> [Exercise]:
For each line of the listing that holds "assets", show the full line.

> [Data for this task]:
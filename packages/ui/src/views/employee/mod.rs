//! Screens for panchayat employees. Each requires the employee user type and
//! the one role that manages its records; the profile needs only the type.

mod assets;
mod documents;
mod environment;
mod family;
mod finances;
mod infrastructure;
mod issues;
mod profile;
mod welfare;

pub use assets::EmployeeAssets;
pub use documents::EmployeeDocuments;
pub use environment::EmployeeEnvironment;
pub use family::EmployeeFamily;
pub use finances::EmployeeFinances;
pub use infrastructure::EmployeeInfrastructure;
pub use issues::EmployeeIssues;
pub use profile::EmployeeProfileView;
pub use welfare::EmployeeWelfare;
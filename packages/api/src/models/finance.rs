use serde::{Deserialize, Serialize};

use super::number;
use crate::query::{sort_by, within, SortOrder};

/// One year of a citizen's financial profile.
#[derive(Debug, Clone, PartialEq, Default, Serialize, Deserialize)]
pub struct FinancialRecord {
    #[serde(rename = "Financial_id", alias = "financial_id", default)]
    pub id: i64,
    #[serde(alias = "Year", default)]
    pub year: i32,
    #[serde(
        rename = "Annual_Income",
        alias = "annual_income",
        default,
        deserialize_with = "number::required"
    )]
    pub annual_income: f64,
    #[serde(rename = "Income_source", alias = "income_source", default)]
    pub income_source: String,
    #[serde(
        rename = "Tax_paid",
        alias = "tax_paid",
        default,
        deserialize_with = "number::required"
    )]
    pub tax_paid: f64,
    #[serde(
        rename = "Tax_liability",
        alias = "tax_liability",
        default,
        deserialize_with = "number::required"
    )]
    pub tax_liability: f64,
    #[serde(
        rename = "Debt_liability",
        alias = "debt_liability",
        default,
        deserialize_with = "number::required"
    )]
    pub debt_liability: f64,
    #[serde(
        rename = "Credit_score",
        alias = "credit_score",
        default,
        deserialize_with = "number::optional"
    )]
    pub credit_score: Option<f64>,
    #[serde(rename = "Last_updated", alias = "last_updated", default)]
    pub last_updated: String,
    #[serde(rename = "user_name", alias = "User_name", default)]
    pub owner: String,
}

/// Body for `POST /panchayat-employee/financial-data`.
#[derive(Debug, Clone, PartialEq, Default, Serialize)]
pub struct FinancialDraft {
    pub year: i32,
    #[serde(rename = "Annual_Income")]
    pub annual_income: f64,
    #[serde(rename = "Income_source")]
    pub income_source: String,
    #[serde(rename = "Tax_paid")]
    pub tax_paid: f64,
    #[serde(rename = "Tax_liability")]
    pub tax_liability: f64,
    #[serde(rename = "Debt_liability")]
    pub debt_liability: f64,
    #[serde(rename = "Credit_score", skip_serializing_if = "Option::is_none")]
    pub credit_score: Option<f64>,
    pub user_name: String,
}

impl FinancialDraft {
    pub fn validate(&self) -> Result<(), String> {
        if self.user_name.trim().is_empty() {
            return Err("Citizen user name is required.".to_string());
        }
        if self.year <= 0 {
            return Err("Year is required.".to_string());
        }
        if self.income_source.trim().is_empty() {
            return Err("Income source is required.".to_string());
        }
        Ok(())
    }
}

/// Body for `DELETE /panchayat-employee/financial-data`.
#[derive(Debug, Clone, Copy, PartialEq, Serialize)]
pub struct FinancialRef {
    #[serde(rename = "Financial_id")]
    pub id: i64,
}

/// Employee finance table inputs.
#[derive(Debug, Clone, PartialEq, Default)]
pub struct FinanceFilter {
    pub min_income: Option<f64>,
    pub max_income: Option<f64>,
    pub order: Option<SortOrder>,
}

impl FinanceFilter {
    pub fn apply(&self, records: &[FinancialRecord]) -> Vec<FinancialRecord> {
        let mut rows: Vec<FinancialRecord> = records
            .iter()
            .filter(|r| within(r.annual_income, self.min_income, self.max_income))
            .cloned()
            .collect();
        sort_by(&mut rows, self.order, |r| r.annual_income);
        rows
    }
}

> [Answer to this problem]:
mod assets;
pub use assets::EmployeeAssets;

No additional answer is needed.